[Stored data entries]
________________

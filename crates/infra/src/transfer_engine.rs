//! The Transfer Engine: moves stock of one item between two warehouses.
//!
//! A transfer runs in three phases:
//!
//! 1. **Validate** (read-only): request shape, referenced item and
//!    warehouses (must exist and be active), then an advisory stock check.
//!    All field failures are collected and reported together.
//! 2. **Commit** (atomic): delegated to [`StockStore::apply_transfer`], which
//!    re-checks stock under the source row lock. Transient failures are
//!    retried with exponential backoff within the request deadline.
//! 3. **Signal** (post-commit, best effort): the shared low-stock predicate
//!    is evaluated for source then destination, signals go to the sink, and
//!    balance-change hooks (cache invalidation) run. Nothing in this phase
//!    can fail the transfer.

use std::sync::Arc;
use std::time::Duration;

use tokio::time::Instant;
use tracing::{info, instrument};

use stockyard_core::FieldErrors;
use stockyard_inventory::transfer::fields;
use stockyard_inventory::{Balance, Item, LowStockSignal, TransferRecord, TransferRequest, Warehouse};

use crate::cache::BalanceChangeHook;
use crate::error::StockError;
use crate::notify::{LowStockMonitor, LowStockSink};
use crate::retry::{RetryError, RetryPolicy, with_retry};
use crate::store::{AppliedTransfer, CatalogStore, StockStore, StoreError};

pub type TransferCommand = TransferRequest;
pub type TransferError = StockError;

pub(crate) const ITEM_UNAVAILABLE: &str = "The selected inventory item does not exist or is inactive.";
const SOURCE_UNAVAILABLE: &str = "The source warehouse does not exist or is inactive.";
const DESTINATION_UNAVAILABLE: &str = "The destination warehouse does not exist or is inactive.";
const NO_SOURCE_STOCK: &str = "No stock found for this item in the source warehouse.";

fn insufficient_stock(available: i64) -> String {
    format!("Insufficient stock. Only {available} units available in source warehouse.")
}

#[derive(Debug, Clone, Copy, PartialEq, Eq)]
pub struct TransferEngineConfig {
    pub retry: RetryPolicy,
    /// Upper bound on one transfer, from validation to commit.
    pub deadline: Duration,
}

impl Default for TransferEngineConfig {
    fn default() -> Self {
        Self {
            retry: RetryPolicy::default(),
            deadline: Duration::from_secs(5),
        }
    }
}

/// A committed transfer and everything observed at commit.
#[derive(Debug, Clone, PartialEq, Eq)]
pub struct CompletedTransfer {
    pub record: TransferRecord,
    pub source: Balance,
    pub destination: Balance,
    pub item: Item,
    pub from_warehouse: Warehouse,
    pub to_warehouse: Warehouse,
    /// Signals emitted after commit, source first.
    pub low_stock_signals: Vec<LowStockSignal>,
}

struct Participants {
    item: Item,
    from: Warehouse,
    to: Warehouse,
}

pub struct TransferEngine {
    catalog: Arc<dyn CatalogStore>,
    stock: Arc<dyn StockStore>,
    monitor: LowStockMonitor,
    hooks: Vec<Arc<dyn BalanceChangeHook>>,
    config: TransferEngineConfig,
}

impl TransferEngine {
    pub fn new(
        catalog: Arc<dyn CatalogStore>,
        stock: Arc<dyn StockStore>,
        sink: Arc<dyn LowStockSink>,
        config: TransferEngineConfig,
    ) -> Self {
        Self {
            catalog,
            stock,
            monitor: LowStockMonitor::new(sink),
            hooks: Vec::new(),
            config,
        }
    }

    /// Register a hook run after every committed transfer.
    pub fn with_hook(mut self, hook: Arc<dyn BalanceChangeHook>) -> Self {
        self.hooks.push(hook);
        self
    }

    pub fn config(&self) -> &TransferEngineConfig {
        &self.config
    }

    #[instrument(
        skip(self, command),
        fields(
            item_id = %command.item_id,
            from_warehouse_id = %command.from_warehouse_id,
            to_warehouse_id = %command.to_warehouse_id,
            quantity = command.quantity
        ),
        err
    )]
    pub async fn transfer(&self, command: TransferCommand) -> Result<CompletedTransfer, TransferError> {
        let deadline = Instant::now() + self.config.deadline;

        let participants = tokio::time::timeout_at(deadline, self.validate(&command))
            .await
            .map_err(|_| TransferError::DeadlineExceeded)??;

        let stock = &self.stock;
        let request = &command;
        let applied = with_retry(self.config.retry, deadline, "transfer", move || {
            stock.apply_transfer(request, deadline)
        })
        .await
        .map_err(commit_error)?;

        info!(
            transfer_id = %applied.record.id,
            source_quantity = applied.source.quantity,
            destination_quantity = applied.destination.quantity,
            "stock transfer committed"
        );

        Ok(self.after_commit(applied, participants))
    }

    async fn validate(&self, command: &TransferCommand) -> Result<Participants, TransferError> {
        let mut errors = command.shape_errors();

        let item = self
            .catalog
            .get_item(command.item_id)
            .await
            .map_err(read_error)?
            .filter(|i| i.is_active);
        if item.is_none() {
            errors.add(fields::ITEM, ITEM_UNAVAILABLE);
        }

        let from = self.active_warehouse(command.from_warehouse_id).await?;
        if from.is_none() {
            errors.add(fields::FROM_WAREHOUSE, SOURCE_UNAVAILABLE);
        }

        let to = self.active_warehouse(command.to_warehouse_id).await?;
        if to.is_none() {
            errors.add(fields::TO_WAREHOUSE, DESTINATION_UNAVAILABLE);
        }

        let (Some(item), Some(from), Some(to), true) = (item, from, to, errors.is_empty()) else {
            return Err(TransferError::Validation(errors));
        };

        // Advisory only; the store re-checks under the row lock. Available
        // equals on-hand quantity while nothing reserves stock.
        let balance = self
            .stock
            .get_balance(command.item_id, command.from_warehouse_id)
            .await
            .map_err(read_error)?;
        match balance {
            None => return Err(TransferError::field(fields::FROM_WAREHOUSE, NO_SOURCE_STOCK)),
            Some(b) if b.available_quantity() < command.quantity => {
                return Err(TransferError::field(
                    fields::QUANTITY,
                    insufficient_stock(b.available_quantity()),
                ));
            }
            Some(_) => {}
        }

        Ok(Participants { item, from, to })
    }

    async fn active_warehouse(
        &self,
        id: stockyard_core::WarehouseId,
    ) -> Result<Option<Warehouse>, TransferError> {
        Ok(self
            .catalog
            .get_warehouse(id)
            .await
            .map_err(read_error)?
            .filter(|w| w.is_active))
    }

    fn after_commit(&self, applied: AppliedTransfer, participants: Participants) -> CompletedTransfer {
        let Participants { item, from, to } = participants;

        let low_stock_signals: Vec<LowStockSignal> = [(&applied.source, &from), (&applied.destination, &to)]
            .into_iter()
            .filter_map(|(balance, warehouse)| self.monitor.check(balance, &item, warehouse))
            .collect();

        for hook in &self.hooks {
            hook.balances_changed(item.id, &[from.id, to.id]);
        }

        CompletedTransfer {
            record: applied.record,
            source: applied.source,
            destination: applied.destination,
            item,
            from_warehouse: from,
            to_warehouse: to,
            low_stock_signals,
        }
    }
}

fn read_error(err: StoreError) -> TransferError {
    TransferError::Persistence(err.to_string())
}

fn commit_error(err: RetryError) -> TransferError {
    match err {
        RetryError::Exhausted { attempts } => TransferError::Contention { attempts },
        RetryError::DeadlineExceeded => TransferError::DeadlineExceeded,
        RetryError::Failed(StoreError::SourceBalanceMissing) => {
            TransferError::field(fields::FROM_WAREHOUSE, NO_SOURCE_STOCK)
        }
        RetryError::Failed(StoreError::InsufficientStock { available }) => {
            TransferError::field(fields::QUANTITY, insufficient_stock(available))
        }
        RetryError::Failed(StoreError::Rejected(reason)) => {
            TransferError::Validation(FieldErrors::single(fields::QUANTITY, reason))
        }
        RetryError::Failed(other) => TransferError::Persistence(other.to_string()),
    }
}
//! Inventory domain module.
//!
//! This crate contains business rules for items, warehouses, per-warehouse
//! balances and transfers, implemented purely as deterministic domain logic
//! (no IO, no HTTP, no storage).

pub mod balance;
pub mod item;
pub mod low_stock;
pub mod search;
pub mod transfer;
pub mod warehouse;

pub use balance::{Balance, BalanceError, move_stock};
pub use item::{Item, ItemDraft};
pub use low_stock::{LowStockSignal, is_below_minimum};
pub use search::{ItemSearch, soundex};
pub use transfer::{
    MAX_NOTES_LEN, MAX_TRANSFER_QUANTITY, TransferRecord, TransferRequest, TransferStatus,
};
pub use warehouse::{Warehouse, WarehouseDraft};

________________

*TASK DETAILS:*
Which lines run from the one holding "pub mod warehouse;" through the end of the data? Write them out exactly, ends included, and add nothing.

*ANSWER FOR THE TASK:*
pub mod warehouse;

pub use balance::{Balance, BalanceError, move_stock};
pub use item::{Item, ItemDraft};
pub use low_stock::{LowStockSignal, is_below_minimum};
pub use search::{ItemSearch, soundex};
pub use transfer::{
    MAX_NOTES_LEN, MAX_TRANSFER_QUANTITY, TransferRecord, TransferRequest, TransferStatus,
};
pub use warehouse::{Warehouse, WarehouseDraft};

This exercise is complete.